- Task: Your task is to quote the records from their first line through the line containing "against real charts", with nothing added or left out.
[[ Input material open ]]
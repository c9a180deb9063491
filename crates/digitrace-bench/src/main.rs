//! digitrace-bench: CLI tool for digitizing a curve and inspecting the
//! pipeline's per-stage diagnostics.
//!
//! Reads a chart image and a guide trace (JSON), runs the pipeline with
//! the built-in contour vectorizer, and prints the digitized points.
//! Useful for:
//!
//! - Tuning the filter tolerances against real charts
//! - Seeing which stage removed a line that should have been found
//! - Measuring per-stage durations
//!
//! # Usage
//!
//! ```text
//! cargo run --release --bin digitrace-bench -- [OPTIONS] <IMAGE_PATH> <TRACE_JSON>
//! ```
//!
//! The trace file holds `{"points": [{"x": .., "y": ..}, ..], "pen_width": 40}`;
//! `pen_width` may be omitted.

#![allow(clippy::print_stdout, clippy::print_stderr)]

use std::path::PathBuf;
use std::process::ExitCode;
use std::time::{Duration, Instant};

use clap::Parser;
use digitrace_pipeline::diagnostics::{Clock, PipelineDiagnostics, StageMetrics};
use digitrace_pipeline::{
    ContourVectorizer, DigitizeConfig, DigitizedPoints, Digitizer, FilterStage, GuideTrace,
    NoProgress, Point,
};
use serde::{Deserialize, Serialize};

/// Digitize one curve from a chart image, guided by a rough trace.
///
/// Prints the digitized points on stdout (one `x,y` pair per line) and
/// per-stage timing and count diagnostics on stderr.
#[derive(Parser)]
#[command(name = "digitrace-bench", version)]
struct Cli {
    /// Path to the input image (PNG, JPEG, BMP, WebP).
    image_path: PathBuf,

    /// Path to the guide trace JSON.
    trace_path: PathBuf,

    /// Pen width in pixels (overrides the trace file).
    #[arg(long, value_parser = clap::builder::RangedU64ValueParser::<u32>::new().range(1..))]
    pen_width: Option<u32>,

    /// Minimum path length in pixels.
    #[arg(long, default_value_t = DigitizeConfig::DEFAULT_MIN_LENGTH)]
    min_length: f64,

    /// Fraction of a path's length that must lie inside the corridor.
    #[arg(long, default_value_t = DigitizeConfig::DEFAULT_INSIDE_FRACTION)]
    inside_fraction: f64,

    /// Luminance below which a pixel counts as ink.
    #[arg(long, default_value_t = DigitizeConfig::DEFAULT_INK_THRESHOLD)]
    ink_threshold: u8,

    /// Truncate output coordinates to whole pixels.
    #[arg(long)]
    snap: bool,

    /// Vectorize the whole image instead of the area around the trace.
    #[arg(long)]
    no_crop: bool,

    /// Number of runs for averaging.
    #[arg(long, default_value_t = 1, value_parser = clap::builder::RangedU64ValueParser::<usize>::new().range(1..))]
    runs: usize,

    /// Print points and diagnostics as JSON instead of text.
    #[arg(long)]
    json: bool,

    /// Full digitizer config as a JSON string.
    ///
    /// When provided, all other tolerance flags are ignored.
    /// The JSON must be a valid `DigitizeConfig` serialization.
    #[arg(long)]
    config_json: Option<String>,
}

/// On-disk guide trace; the pen width is optional.
#[derive(Deserialize)]
struct TraceFile {
    points: Vec<Point>,
    #[serde(default)]
    pen_width: Option<u32>,
}

/// JSON output of a whole invocation.
#[derive(Serialize)]
struct Output<'a> {
    points: &'a DigitizedPoints,
    diagnostics: &'a [PipelineDiagnostics],
}

/// Build a [`DigitizeConfig`] from CLI arguments.
///
/// If `--config-json` is provided, the JSON is parsed directly and the
/// individual tolerance flags are ignored.
fn config_from_cli(cli: &Cli) -> Result<DigitizeConfig, String> {
    if let Some(ref json) = cli.config_json {
        return serde_json::from_str(json).map_err(|e| format!("Error parsing --config-json: {e}"));
    }

    Ok(DigitizeConfig {
        min_length: cli.min_length,
        inside_fraction: cli.inside_fraction,
        ink_threshold: cli.ink_threshold,
        snap_to_pixels: cli.snap,
        crop_margin: if cli.no_crop {
            None
        } else {
            Some(DigitizeConfig::DEFAULT_CROP_MARGIN)
        },
        ..DigitizeConfig::default()
    })
}

/// Load the guide trace, applying the pen width precedence
/// flag > file > default.
fn trace_from_cli(cli: &Cli) -> Result<GuideTrace, String> {
    let text = std::fs::read_to_string(&cli.trace_path)
        .map_err(|e| format!("Error reading {}: {e}", cli.trace_path.display()))?;
    let file: TraceFile = serde_json::from_str(&text)
        .map_err(|e| format!("Error parsing {}: {e}", cli.trace_path.display()))?;
    let pen_width = cli
        .pen_width
        .or(file.pen_width)
        .unwrap_or(DigitizeConfig::DEFAULT_PEN_WIDTH);
    Ok(GuideTrace::new(file.points, pen_width))
}

fn main() -> ExitCode {
    env_logger::init();
    let cli = Cli::parse();

    let (config, trace) = match (config_from_cli(&cli), trace_from_cli(&cli)) {
        (Ok(config), Ok(trace)) => (config, trace),
        (Err(msg), _) | (_, Err(msg)) => {
            eprintln!("{msg}");
            return ExitCode::FAILURE;
        }
    };

    let image = match std::fs::read(&cli.image_path)
        .map_err(|e| e.to_string())
        .and_then(|bytes| {
            digitrace_pipeline::decode_grayscale(&bytes).map_err(|e| e.to_string())
        }) {
        Ok(image) => image,
        Err(e) => {
            eprintln!("Error loading {}: {e}", cli.image_path.display());
            return ExitCode::FAILURE;
        }
    };

    eprintln!(
        "Image: {} ({}x{})",
        cli.image_path.display(),
        image.width(),
        image.height(),
    );
    eprintln!(
        "Trace: {} points, pen {}px",
        trace.points.len(),
        trace.pen_width
    );
    eprintln!("Config: {config:#?}");
    eprintln!("Runs: {}", cli.runs);
    eprintln!();

    let vectorizer = ContourVectorizer::from_config(&config);
    let mut digitizer = Digitizer::new(config);
    let mut all_diagnostics = Vec::with_capacity(cli.runs);
    let mut points = DigitizedPoints::default();

    for run in 0..cli.runs {
        if cli.runs > 1 {
            eprintln!("--- Run {}/{} ---", run + 1, cli.runs);
        }

        match digitizer.run_with_diagnostics(&image, &vectorizer, &trace, NoProgress, &StdClock) {
            Ok((found, diagnostics)) => {
                if !cli.json {
                    eprintln!("{}", diagnostics.report());
                }
                points = found;
                all_diagnostics.push(diagnostics);
            }
            Err(e) => {
                eprintln!("Digitizer error: {e}");
                return ExitCode::FAILURE;
            }
        }

        if cli.runs > 1 {
            eprintln!();
        }
    }

    if cli.runs > 1 {
        print_multi_run_summary(&all_diagnostics);
    }

    if cli.json {
        let output = Output {
            points: &points,
            diagnostics: &all_diagnostics,
        };
        match serde_json::to_string_pretty(&output) {
            Ok(json) => println!("{json}"),
            Err(e) => {
                eprintln!("Error serializing output: {e}");
                return ExitCode::FAILURE;
            }
        }
    } else {
        for p in points.points() {
            println!("{},{}", p.x, p.y);
        }
    }

    if points.is_empty() {
        log::warn!("no line found along the guide trace");
    }
    ExitCode::SUCCESS
}

/// [`Clock`] implementation backed by [`std::time::Instant`].
struct StdClock;

impl Clock for StdClock {
    type Instant = Instant;

    fn now(&self) -> Instant {
        Instant::now()
    }

    fn elapsed(&self, since: &Instant) -> Duration {
        since.elapsed()
    }
}

/// Duration of the filter stage `stage`, if it ran.
fn filter_duration(d: &PipelineDiagnostics, stage: FilterStage) -> Option<Duration> {
    d.filters.iter().find_map(|s| match s.metrics {
        StageMetrics::Filter { stage: ran, .. } if ran == stage => Some(s.duration),
        _ => None,
    })
}

/// Print aggregated statistics across multiple runs.
#[allow(clippy::cast_precision_loss)]
fn print_multi_run_summary(all_diagnostics: &[PipelineDiagnostics]) {
    debug_assert!(!all_diagnostics.is_empty(), "no diagnostics to summarize");

    eprintln!();
    eprintln!(
        "Summary ({} runs)\n{}",
        all_diagnostics.len(),
        "=".repeat(60),
    );

    if all_diagnostics.is_empty() {
        eprintln!("Warning: no diagnostics to summarize");
        return;
    }

    let durations: Vec<f64> = all_diagnostics
        .iter()
        .map(|d| d.total_duration.as_secs_f64() * 1000.0)
        .collect();

    let min = durations.iter().copied().reduce(f64::min).unwrap_or(0.0);
    let max = durations.iter().copied().reduce(f64::max).unwrap_or(0.0);
    let mean = durations.iter().sum::<f64>() / durations.len() as f64;

    eprintln!("Total duration: min={min:.3}ms  mean={mean:.3}ms  max={max:.3}ms");

    // Per-stage means.
    eprintln!();
    eprintln!("{:<24} {:>12}", "Stage", "Mean (ms)");
    eprintln!("{}", "-".repeat(40));

    let mut stages: Vec<(&str, Box<dyn Fn(&PipelineDiagnostics) -> Option<Duration>>)> = vec![
        ("Vectorize", Box::new(|d: &PipelineDiagnostics| d.vectorize.as_ref().map(|s| s.duration))),
        ("Flatten", Box::new(|d: &PipelineDiagnostics| Some(d.flatten.duration))),
    ];
    for stage in FilterStage::ALL {
        stages.push((stage.label(), Box::new(move |d: &PipelineDiagnostics| filter_duration(d, stage))));
    }
    stages.push(("Join", Box::new(|d: &PipelineDiagnostics| d.join.as_ref().map(|s| s.duration))));

    for (name, extractor) in &stages {
        let stage_durations: Vec<f64> = all_diagnostics
            .iter()
            .filter_map(|d| extractor(d))
            .map(|dur| dur.as_secs_f64() * 1000.0)
            .collect();

        if stage_durations.is_empty() {
            continue;
        }

        let stage_mean = stage_durations.iter().sum::<f64>() / stage_durations.len() as f64;
        eprintln!("{name:<24} {stage_mean:>10.3}ms");
    }
}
[[ Input material closed ]]
- Expected answer:
repository c9a180deb9063491
filename crates/digitrace-bench/src/main.rs
//! digitrace-bench: CLI tool for digitizing a curve and inspecting the
//! pipeline's per-stage diagnostics.
//!
//! Reads a chart image and a guide trace (JSON), runs the pipeline with
//! the built-in contour vectorizer, and prints the digitized points.
//! Useful for:
//!
//! - Tuning the filter tolerances against real charts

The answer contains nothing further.